Santayana, Goodbye: Billy Joel’s Imperfect Nostalgia

Everything bad happened after 1963.

Today’s guest post is an analysis of Billy Joel from Chris Morgan. Want to light it? Try to fight it? Let us know in the comments.

We all know the song “We Didn’t Start the Fire” – it’s the Billy Joel song that isn’t “Piano Man” (or “You may be Right” for you Dave’s World fans out there). It’s the song where Mr. Joel sort of talk-sings his way through a bunch of names and things from history. In many ways, it is the spiritual, intelligible forefather to R.E.M.’s “It’s the End of the World as we Know it (And I Feel Fine)” (sing it with me now: Dun duhduh, duhduhduh, Leonard Bernstein!). It also has a bad music video. However, none of that is of particular importance or interest to me. I’m much more interested in what this song says about Billy Joel.

Oh, I get it!  We're in HISTORY!

Oh, I get it! We're in HISTORY!

For a long time, this song to me appeared to be nothing more than a bunch of history crammed into four minutes with a chorus thrown in. Then, one day I noticed the chronological unbalance of the song. The first thing mentioned in the song is in early 1949, the inauguration of Harry S Truman. The song then stretches up to its release in 1989 with the cola wars, a struggle that cost the lives of so many brave men and women. There are five different sections of the song situated around the chorus containing historical references. The fourth section ends with the lyric that probably sticks out to people the most: JFK! Blown away! Of course, that happened in November of 1963, which means the last section is left to cover 1964-1989. That’s 26 years, after four sections were given to covering 14 years.

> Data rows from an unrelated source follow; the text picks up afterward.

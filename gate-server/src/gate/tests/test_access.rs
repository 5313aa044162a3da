use super::*;
use crate::utils::AppError;
use shared::models::{AccessStatus, AlertType, DenyReason, MemberStatus};

#[tokio::test]
async fn short_token_rejected_without_side_effects() {
    let store = Arc::new(MemoryStore::new());
    let gate = gate(store.clone());

    let err = gate.present_token("123").await.unwrap_err();
    assert!(matches!(err, AppError::Validation(_)));

    // nothing should have been spawned; give any stray task time to land
    tokio::time::sleep(std::time::Duration::from_millis(50)).await;
    assert!(logs(&store).await.is_empty());
    assert!(alerts(&store).await.is_empty());
}

#[tokio::test]
async fn unknown_token_is_not_found_and_audited() {
    let store = Arc::new(MemoryStore::new());
    let gate = gate(store.clone());

    let err = gate.present_token("ghost-card").await.unwrap_err();
    assert!(matches!(err, AppError::NotFound(_)));

    assert!(
        eventually(|| async {
            logs(&store).await.len() == 1 && alerts(&store).await.len() == 1
        })
        .await
    );

    let log = &logs(&store).await[0];
    assert_eq!(log.status, AccessStatus::Denied);
    assert_eq!(log.reason, Some(DenyReason::UnknownToken));
    assert_eq!(log.member_id, None);
    assert_eq!(log.token, "ghost-card");

    let alert = &alerts(&store).await[0];
    assert_eq!(alert.alert_type, AlertType::UnknownNfc);
    assert_eq!(alert.location, "Main Entrance");
}

#[tokio::test]
async fn member_without_membership_is_denied() {
    let store = Arc::new(MemoryStore::new());
    seed_member(&store, "m1", "Ana Flores", "card-0001").await;
    let gate = gate(store.clone());

    let outcome = gate.present_token("card-0001").await.unwrap();
    assert!(!outcome.granted);
    assert_eq!(outcome.message, "No active membership");
    assert_eq!(outcome.name, "Ana Flores");
    assert_eq!(outcome.member_status, MemberStatus::Active);
    assert!(outcome.plan.is_none());

    assert!(
        eventually(|| async {
            logs(&store).await.len() == 1 && alerts(&store).await.len() == 1
        })
        .await
    );
    let log = &logs(&store).await[0];
    assert_eq!(log.reason, Some(DenyReason::NoActiveMembership));
    assert_eq!(log.member_id.as_deref(), Some("m1"));
    assert_eq!(
        alerts(&store).await[0].alert_type,
        AlertType::NoActiveMembership
    );

    // denial must never touch the balance
    let record = store
        .get(collections::MEMBERS, "m1")
        .await
        .unwrap()
        .unwrap();
    assert_eq!(record.fields["balance"], json!("50.00"));
}

#[tokio::test]
async fn expired_membership_is_denied() {
    let store = Arc::new(MemoryStore::new());
    seed_member(&store, "m1", "Ana Flores", "card-0001").await;
    seed_membership(&store, "ms1", "m1", today() - Duration::days(1)).await;
    let gate = gate(store.clone());

    let outcome = gate.present_token("card-0001").await.unwrap();
    assert!(!outcome.granted);
    assert_eq!(outcome.message, "Membership expired");

    assert!(
        eventually(|| async {
            logs(&store)
                .await
                .first()
                .is_some_and(|l| l.reason == Some(DenyReason::ExpiredMembership))
        })
        .await
    );
}

#[tokio::test]
async fn membership_valid_through_its_end_date() {
    let store = Arc::new(MemoryStore::new());
    seed_member(&store, "m1", "Ana Flores", "card-0001").await;
    seed_membership(&store, "ms1", "m1", today()).await;
    seed_plan(&store).await;
    let gate = gate(store.clone());

    let outcome = gate.present_token("card-0001").await.unwrap();
    assert!(outcome.granted);
    assert_eq!(outcome.message, "Entry recorded");
}

#[tokio::test]
async fn granted_outcome_carries_plan_and_end_date() {
    let store = Arc::new(MemoryStore::new());
    seed_valid_member(&store, "m1", "Ana Flores", "card-0001").await;
    let gate = gate(store.clone());

    let outcome = gate.present_token("card-0001").await.unwrap();
    assert!(outcome.granted);
    assert_eq!(outcome.plan.as_deref(), Some("Monthly"));
    assert_eq!(outcome.membership_end, Some(today() + Duration::days(60)));

    assert!(
        eventually(|| async {
            logs(&store)
                .await
                .first()
                .is_some_and(|l| l.status == AccessStatus::Granted && l.reason.is_none())
        })
        .await
    );
}

#[tokio::test]
async fn token_with_surrounding_whitespace_resolves() {
    let store = Arc::new(MemoryStore::new());
    seed_valid_member(&store, "m1", "Ana Flores", "card-0001").await;
    let gate = gate(store.clone());

    let outcome = gate.present_token("  card-0001  ").await.unwrap();
    assert!(outcome.granted);
}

Now, your first thought might be that Joel simply had horrible pacing issues with the song and thus needed to really pick up the pace lest he end up with a 10 minute song. Since he’s not Phish that just won’t fly. However, I instead took this as a jumping off point to really think about the song. After doing so, I realized that “We Didn’t Start the Fire” is a deep look into Mr. Joel’s psyche.

After all, this song didn’t write itself. Billy Joel chose each and every fact and event to reference in this song, and he clearly did it with little to no concern about rhythm. I don’t know if any psychologist has ever thought to do this, but I think a good evaluation of somebody’s mindset would be to have them write their very own “We Didn’t Start the Fire.” Have them list all the events from their lifetime they consider to be significant and see what happens. It’s less inhumane than a Skinner Box, that’s for sure.

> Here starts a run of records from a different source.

//! Presence Toggle (state machine)
//!
//! Per member two states over the dashboard session log:
//!
//! - **OUTSIDE**: no open session → a grant opens one (entry)
//! - **INSIDE**: exactly one open session → a grant closes it (exit)
//!
//! Planning is pure; the caller reads the aggregate, plans, writes, all
//! under the per-member lock so a double card read cannot double-register
//! an entry or lose an exit.

use chrono::NaiveDate;

use shared::models::{Dashboard, Member, Session};

/// A planned state transition for one grant
#[derive(Debug, Clone)]
pub enum Transition {
    Entry {
        session_id: String,
        session: Session,
    },
    Exit {
        session_id: String,
        exit: i64,
        dwell_secs: i64,
    },
}

impl Transition {
    /// Reader-facing result message
    pub fn message(&self) -> String {
        match self {
            Transition::Entry { .. } => "Entry recorded".to_string(),
            Transition::Exit { dwell_secs, .. } => {
                format!("Exit recorded: dwell {}", format_dwell(*dwell_secs))
            }
        }
    }
}

/// Decide entry vs exit for a granted member.
///
/// Session ids are millisecond timestamps suffixed with the member id:
/// monotonically distinguishable, unique across members entering in the
/// same instant, and free of '.' so dotted-path exits stay well-formed.
pub fn plan_transition(
    dashboard: &Dashboard,
    member: &Member,
    plan_name: &str,
    membership_end: NaiveDate,
    now_millis: i64,
) -> Transition {
    if let Some((session_id, open)) = dashboard.open_session(&member.id) {
        return Transition::Exit {
            session_id: session_id.clone(),
            exit: now_millis,
            dwell_secs: (now_millis - open.entry) / 1000,
        };
    }

    Transition::Entry {
        session_id: format!("{now_millis}-{}", member.id),
        session: Session {
            member_id: member.id.clone(),
            name: member.name.clone(),
            email: member.email.clone(),
            plan: plan_name.to_string(),
            membership_end,
            entry: now_millis,
            exit: None,
            dwell_secs: None,
        },
    }
}

/// Seconds → "HH:MM:SS" (hours do not wrap, a 26h dwell prints as 26)
pub fn format_dwell(secs: i64) -> String {
    let secs = secs.max(0);
    format!("{:02}:{:02}:{:02}", secs / 3600, (secs % 3600) / 60, secs % 60)
}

Becomes more cruel if you imagine the loudspeaker is blaring "The Night is Still Young"

Becomes more cruel if you imagine the loudspeaker is blaring "The Night is Still Young"

7 Comments on “Santayana, Goodbye: Billy Joel’s Imperfect Nostalgia”

  1. Clio #

    So I hate to be “well, duh” about this but …

    I thought it was fairly widely known—it certainly was when the song came out—that Joel dated the start of the song from the year of his birth. The couplet-per-year structure ends in 1963 because the entire point of the song is to demonstrate that the chaos and tumult of the world is not the fault of baby boomers upending culture in the 1960s. He uses the pop culturally-accepted “starting point” of the 1960s as the Kennedy assassination. Hence, “We Didn’t Start the Fire”—”we” are the boomers (as Joel was born in ’49); and his final statement is that the “fire” will go on after the last boomer finally dies out. In a sense, it’s a facile, melodically uninteresting version of David Halberstam’s book The Fifties. It seems like a silly point to make now, but in Reagan’s America the idea was that everything was AWESOME in the universe until those damn lefties showed up with their ideas about free speech and rights for everybody, and if we could just go back, America would be AWESOME again.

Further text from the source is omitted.